Sylvia Kuria is an organic farmer in Kenya who founded Sylvia’s Basket,  a farm based in Limuru, committed to providing fresh organic vegetables to its customers. She is also an ambassador of IFOAM – Organics International who has conducted workshops to teach women and other smallholder farmers how to grow food organically. She told us the story of what set her on the organic path.

When I was five years old, I was on an eight-hour trip from Nairobi to Western Kenya to visit my grandparents. I was admiring the beautiful Limuru area and I boldly declared to my mother that when I grew up, I would marry a young lad from Limuru and become a farmer! My mom laughed it off until early 2004 when I also made another bold declaration that I had found my young lad from Limuru and we were getting married that year!

Sylvia on her farm © Sylvia’s Basket

It has been 35 years since my first declaration, and I know that dreams do come true. I am married and currently farming in Limuru. I was born and raised in the city, so you can imagine how little faith people had in this city girl who could not differentiate a bean plant from a weed!

I was too excited to care and soon started growing a variety of organic vegetables in my kitchen garden.

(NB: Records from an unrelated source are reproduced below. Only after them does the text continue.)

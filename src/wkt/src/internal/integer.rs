// Copyright 2025 Google LLC
//
// Licensed under the Apache License, Version 2.0 (the "License");
// you may not use this file except in compliance with the License.
// You may obtain a copy of the License at
//
//     https://www.apache.org/licenses/LICENSE-2.0
//
// Unless required by applicable law or agreed to in writing, software
// distributed under the License is distributed on an "AS IS" BASIS,
// WITHOUT WARRANTIES OR CONDITIONS OF ANY KIND, either express or implied.
// See the License for the specific language governing permissions and
// limitations under the License.

//! Adapters for `int64` and `uint64` fields.
//!
//! Discovery documents declare these as `"type": "string"` with a `format`, as
//! JSON numbers lose precision beyond 2^53. They are always sent as strings.
//! Deserialization also accepts JSON numbers.

use serde::de::Unexpected;

macro_rules! integer_adapter {
    ($adapter: ident, $visitor: ident, $t: ty, $msg: literal) => {
        pub struct $adapter;

        impl serde_with::SerializeAs<$t> for $adapter {
            fn serialize_as<S>(value: &$t, serializer: S) -> Result<S::Ok, S::Error>
            where
                S: serde::ser::Serializer,
            {
                serializer.collect_str(value)
            }
        }

        impl<'de> serde_with::DeserializeAs<'de, $t> for $adapter {
            fn deserialize_as<D>(deserializer: D) -> Result<$t, D::Error>
            where
                D: serde::de::Deserializer<'de>,
            {
                deserializer.deserialize_any($visitor)
            }
        }

        struct $visitor;

        impl serde::de::Visitor<'_> for $visitor {
            type Value = $t;

            fn expecting(&self, formatter: &mut std::fmt::Formatter) -> std::fmt::Result {
                formatter.write_str($msg)
            }

            fn visit_str<E>(self, value: &str) -> Result<Self::Value, E>
            where
                E: serde::de::Error,
            {
                // Parse as i128 first, values just outside the range would
                // round into it if parsed as `f64`.
                if let Ok(v) = value.parse::<i128>() {
                    return self.visit_i128(v);
                }
                match value.parse::<f64>() {
                    Ok(v) => self.visit_f64(v),
                    Err(_) => Err(E::invalid_value(Unexpected::Str(value), &self)),
                }
            }

            fn visit_i64<E>(self, value: i64) -> Result<Self::Value, E>
            where
                E: serde::de::Error,
            {
                <$t>::try_from(value)
                    .map_err(|_| E::invalid_value(Unexpected::Signed(value), &self))
            }

            fn visit_u64<E>(self, value: u64) -> Result<Self::Value, E>
            where
                E: serde::de::Error,
            {
                <$t>::try_from(value)
                    .map_err(|_| E::invalid_value(Unexpected::Unsigned(value), &self))
            }

            fn visit_i128<E>(self, value: i128) -> Result<Self::Value, E>
            where
                E: serde::de::Error,
            {
                <$t>::try_from(value)
                    .map_err(|_| E::invalid_value(Unexpected::Other(&value.to_string()), &self))
            }

            fn visit_f64<E>(self, value: f64) -> Result<Self::Value, E>
            where
                E: serde::de::Error,
            {
                // `as` saturates, the range check must use the float values.
                if value.fract() != 0.0 || value < <$t>::MIN as f64 || value >= <$t>::MAX as f64 {
                    return Err(E::invalid_value(Unexpected::Float(value), &self));
                }
                Ok(value as Self::Value)
            }
        }
    };
}

integer_adapter!(I64, I64Visitor, i64, "a 64-bit signed integer");
integer_adapter!(U64, U64Visitor, u64, "a 64-bit unsigned integer");

#[cfg(test)]
mod tests {
    use super::*;
    use serde_json::{Value, json};
    use serde_with::{DeserializeAs, SerializeAs};
    use test_case::test_case;
    type Result = anyhow::Result<()>;

    #[test_case(json!("123"), 123)]
    #[test_case(json!("-456"), -456)]
    #[test_case(json!(789), 789)]
    #[test_case(json!(-10), -10)]
    #[test_case(json!(2e3), 2000)]
    #[test_case(json!("3e2"), 300)]
    #[test_case(json!(i64::MAX.to_string()), i64::MAX; "max string")]
    #[test_case(json!(i64::MIN.to_string()), i64::MIN; "min string")]
    fn i64_deserialize(input: Value, want: i64) -> Result {
        let got = I64::deserialize_as(input)?;
        assert_eq!(got, want);
        Ok(())
    }

    #[test_case(json!((i64::MAX as i128 + 1).to_string()); "max plus one")]
    #[test_case(json!((i64::MIN as i128 - 1).to_string()); "min minus one")]
    #[test_case(json!(u64::MAX); "u64 max")]
    #[test_case(json!(1.5))]
    #[test_case(json!("2.5"))]
    #[test_case(json!("twelve"))]
    #[test_case(json!(null))]
    fn i64_rejects(input: Value) {
        let err = I64::deserialize_as(input).unwrap_err();
        assert!(err.is_data(), "{err:?}");
    }

    #[test_case(0)]
    #[test_case(i64::MAX)]
    #[test_case(i64::MIN)]
    fn i64_serialize_as_string(input: i64) -> Result {
        let got = I64::serialize_as(&input, serde_json::value::Serializer)?;
        assert_eq!(got, json!(input.to_string()));
        Ok(())
    }

    #[test_case(json!("18446744073709551615"), u64::MAX)]
    #[test_case(json!(42), 42)]
    fn u64_deserialize(input: Value, want: u64) -> Result {
        let got = U64::deserialize_as(input)?;
        assert_eq!(got, want);
        let back = U64::serialize_as(&got, serde_json::value::Serializer)?;
        assert_eq!(back, json!(want.to_string()));
        Ok(())
    }

    #[test_case(json!(-1); "negative")]
    #[test_case(json!("-1"); "negative string")]
    #[test_case(json!("18446744073709551616"); "max plus one")]
    fn u64_rejects(input: Value) {
        let err = U64::deserialize_as(input).unwrap_err();
        assert!(err.is_data(), "{err:?}");
    }
}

My family begun enjoying a wide variety of vegetables and my venture proved quite successful because we always had more than enough food to eat.

Sylvia sharing her experiences about being a smallscale organic farmer during the  #IGrowYourFood action day

The natural progression was to move my hobby to a business. After three years of developing a successful kitchen garden, I started delivering vegetables to a few friends in Nairobi. It was not very difficult because by then, I was only cultivating on half an acre. We then decided to scale up like any other business would, and acquired 15 acres. On this land, we grew only organic food, using agroecological principles.

We sold most of our precious gold-standard vegetables at the local markets where it was never recognised as organic, and at low prices to greedy middle men. It was very frustrating especially after battling pests, diseases, drought and unreliable labor!

A variety of vegetables are grown on the farm, for instance, kale, carrots, cabbage, maize, spinach and lettuce © Sylvia’s Basket

One day in October 2019, I said enough is enough! I went online, looked for space and secured a tiny matchbox of a stall to sell our farm produce. I then contacted all my networks and started visiting organic farmers all over the country with the good news that they would have a shop that would buy all their produce every week! I also went online and told anyone who cared to follow our social media platforms that an affordable organic shop was set to open! Follow Sylvia on Instagram and Facebook.

Some friends and family were very sure I was too ambitious, but that sounded more like an encouragement to me. After all, I never heard of a mediocre person who conquered anything!

Much as she started with a few acres, Sylvia now grows a variety of vegetables on her farm © Sylvia’s Basket

I opened the shop in November 2019, and then the sleepless nights started. Overnight, I became an online marketer. I transported lettuce under the scotching sun and by the time I sold it, it was a shriveled leaf. I hired 10 fulltime staff and focused on sensitising people on why they should stop eating food sprayed with poisonous substances.

In the meantime, I was purchasing very high-quality produce from tens of smallscale farmers all over Kenya. I tried finding a mentor, but when I failed to find any, I decided to train farmers on how to convert to organic.

I realized my dream and made it a mission to keep working hard till I see my African brothers and sisters eating safe organic food. Afterall, organic is for all and not a select few! Remember, only “The people who are crazy enough to think they can change the world are the ones who do.” — Steve Jobs.